If there’s one thing that Americans seem to agree on, it’s the love of coffee. And there’s been no shortage of positive buzz surrounding this beloved beverage in the scientific community.
Here are 5 ways your cup of joe supplies health benefits.
It supports brain health.
Aside from helping you feel more alert and ready to tackle the day, the caffeine in coffee offers neuroprotective benefits. This includes enhanced long-term memory, reduced cognitive decline risk, and protection from Alzheimer’s disease, as well as Parkinson’s disease. 1-3
It promotes happiness.
Yeah, we know. This one is kind of a given. But, for fellow science nerds out there, we have research backing this up. Aside from being linked to reduced depression risk, researchers have also found that drinking coffee is linked to positive emotions, like pleasure, happiness, and energy. 4-5
It may rev up your workout.
Several studies have found that caffeine consumption helps to improve exercise performance in a broad range of tasks, from endurance activities to strength training. This is because caffeine is an ergogenic aid, meaning that it gives individuals a boost in energy so they can push themselves just a little bit harder.6
It provides antioxidants.
Coffee beans, which are actually derived from a fruit called coffee cherry, are a potent source of antioxidants. These molecules help fight free radicals, which are known to cause damage in our bodies and contribute to disease. In other words, the antioxidants in coffee are protective against diseases (more on this below). In fact, because about 65 percent of Americans report drinking coffee, it may be a leading dietary source of antioxidants in the American diet.

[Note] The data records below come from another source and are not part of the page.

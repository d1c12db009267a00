//! Content enrichment: color palettes, summaries and keywords derived from a post.

mod error;

use async_trait::async_trait;

pub use error::EnrichError;

/// Palette used when no enrichment backend is available.
pub const PLACEHOLDER_COLORS: [&str; 5] = ["#2c3e50", "#e74c3c", "#ecf0f1", "#3498db", "#2ecc71"];

pub const PLACEHOLDER_SUMMARY: &str = "This is an automatically generated summary of the article.";

pub const PLACEHOLDER_KEYWORDS: [&str; 5] =
    ["academic", "research", "knowledge", "analysis", "theory"];

/// Number of colors in a generated palette.
pub const PALETTE_SIZE: usize = 5;

/// A backend that derives metadata from the text of a post.
#[async_trait]
pub trait Enricher: Send + Sync {
    /// Short name used in log messages.
    fn name(&self) -> &str;

    /// Returns [`PALETTE_SIZE`] hex color codes matching the mood of the post.
    async fn generate_color_scheme(
        &self,
        title: &str,
        content_sample: &str,
    ) -> Result<Vec<String>, EnrichError>;

    /// Returns a summary of at most `max_length` characters.
    async fn generate_summary(
        &self,
        content: &str,
        max_length: usize,
    ) -> Result<String, EnrichError>;

    /// Returns up to `count` keywords describing the post.
    async fn extract_keywords(
        &self,
        content: &str,
        count: usize,
    ) -> Result<Vec<String>, EnrichError>;
}

/// Enricher returning fixed values. Needs no credentials and never fails.
#[derive(Debug, Clone, Copy, Default)]
pub struct PlaceholderEnricher;

impl PlaceholderEnricher {
    pub fn colors() -> Vec<String> {
        PLACEHOLDER_COLORS.iter().map(|c| c.to_string()).collect()
    }

    pub fn summary(max_length: usize) -> String {
        truncate_chars(PLACEHOLDER_SUMMARY, max_length).to_string()
    }

    pub fn keywords(count: usize) -> Vec<String> {
        PLACEHOLDER_KEYWORDS
            .iter()
            .take(count)
            .map(|k| k.to_string())
            .collect()
    }
}

#[async_trait]
impl Enricher for PlaceholderEnricher {
    fn name(&self) -> &str {
        "placeholder"
    }

    async fn generate_color_scheme(
        &self,
        _title: &str,
        _content_sample: &str,
    ) -> Result<Vec<String>, EnrichError> {
        Ok(Self::colors())
    }

    async fn generate_summary(
        &self,
        _content: &str,
        max_length: usize,
    ) -> Result<String, EnrichError> {
        Ok(Self::summary(max_length))
    }

    async fn extract_keywords(
        &self,
        _content: &str,
        count: usize,
    ) -> Result<Vec<String>, EnrichError> {
        Ok(Self::keywords(count))
    }
}

/// Returns the longest prefix of `text` with at most `max_chars` characters.
pub fn truncate_chars(text: &str, max_chars: usize) -> &str {
    match text.char_indices().nth(max_chars) {
        Some((idx, _)) => &text[..idx],
        None => text,
    }
}

/// Checks for a `#rgb` or `#rrggbb` color code.
pub fn is_hex_color(value: &str) -> bool {
    match value.strip_prefix('#') {
        Some(digits) => {
            (digits.len() == 3 || digits.len() == 6)
                && digits.chars().all(|c| c.is_ascii_hexdigit())
        }
        None => false,
    }
}

#[cfg(test)]
mod tests {
    use super::*;

    #[tokio::test]
    async fn placeholder_values() {
        let enricher = PlaceholderEnricher;
        let colors = enricher.generate_color_scheme("Title", "text").await.unwrap();
        assert_eq!(colors, vec!["#2c3e50", "#e74c3c", "#ecf0f1", "#3498db", "#2ecc71"]);
        assert!(colors.iter().all(|c| is_hex_color(c)));

        let summary = enricher.generate_summary("text", 150).await.unwrap();
        assert_eq!(summary, PLACEHOLDER_SUMMARY);

        let keywords = enricher.extract_keywords("text", 3).await.unwrap();
        assert_eq!(keywords, vec!["academic", "research", "knowledge"]);
        assert_eq!(enricher.extract_keywords("text", 10).await.unwrap().len(), 5);
    }

    #[tokio::test]
    async fn placeholder_summary_respects_max_length() {
        let summary = PlaceholderEnricher.generate_summary("text", 10).await.unwrap();
        assert_eq!(summary, "This is an");
    }

    #[test]
    fn truncate_on_char_boundary() {
        assert_eq!(truncate_chars("héllo wörld", 7), "héllo w");
        assert_eq!(truncate_chars("short", 100), "short");
        assert_eq!(truncate_chars("abc", 0), "");
    }

    #[test]
    fn hex_colors() {
        assert!(is_hex_color("#fff"));
        assert!(is_hex_color("#A1b2C3"));
        assert!(!is_hex_color("fff"));
        assert!(!is_hex_color("#ffff"));
        assert!(!is_hex_color("#gggggg"));
    }
}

Protection from certain diseases.
Coffee may help reduce the risk for type 2 diabetes and some forms of cancer. According to a 2017 meta-analysis, drinking caffeinated coffee was associated with a lower incidence of prostate cancer, endometrial cancer, melanoma, oral cancer, leukemia, nonmelanoma skin cancer, and liver cancer. While decaffeinated coffee wasn’t significantly associated with cancer mortality, it did lower endometrial cancer risk.2
According to the 2015-2020 Dietary Guidelines for Americans, “moderate coffee consumption can be incorporated into healthy eating patterns.” This equates to about three to five 8-oz cups per day or 400 mg/day of caffeine. However, there’s a caveat to consider: pregnancy is a whole other ballgame. Caffeine tends to stay in pregnant bodies longer and does cross the placenta where there are low levels of enzymes to break it down. The World Health Organization advises pregnant women to limit their caffeine consumption to 200 to 300 mg/day while some health care providers advocate for lesser amounts.
Keep in mind that consuming excessive amounts of caffeine may cause some undesired consequences. This may include the jitters, digestive upset, increased heart rate, or disrupted sleep. The same goes for sensitive individuals – or those that are genetically slower metabolizers of caffeine. If you still love the taste, smell, and morning ritual of coffee, then decaf may likely be a good option. That way, you can benefit from coffee’s many rewards even if you’re more sensitive to caffeine.
A healthful lifestyle is one that meets your needs and can be sustained for the long haul. If you love coffee, include it in your day – alongside your fruits and veggies, of course.
- Borota D, et al. Post-study caffeine administration enhances memory consolidation in humans. Nature Neuroscience. 2014;17; 201-203.
- Poole R, Kennedy OJ, Roderick P, Fallowfield JA, Hayes PC, Parkes J. Coffee consumption and health: umbrella review of meta-analyses of multiple health outcomes. BMJ. 2017;359:j5024.
- Nehlig A. Effects of coffee/caffeine on brain health and disease: What should I tell my patients? Practical Neurology. 2016 Apr;16(2):89-95
- Lucas M, et al. Coffee, Caffeine, and Risk of Depression Among Women. Archives of Internal Medicine. 2011 Sep 26; 171(17):1571-1578.
- Fundazioa E. When we consume emotions instead of food. Alpha Galileo. 2013 Sep.
- Grgic J, Grgic I, Pickering C, et al. Wake up and smell the coffee: caffeine supplementation and exercise performance—an umbrella review of 21 published meta-analyses. British Journal of Sports Medicine 2020;54:681-688.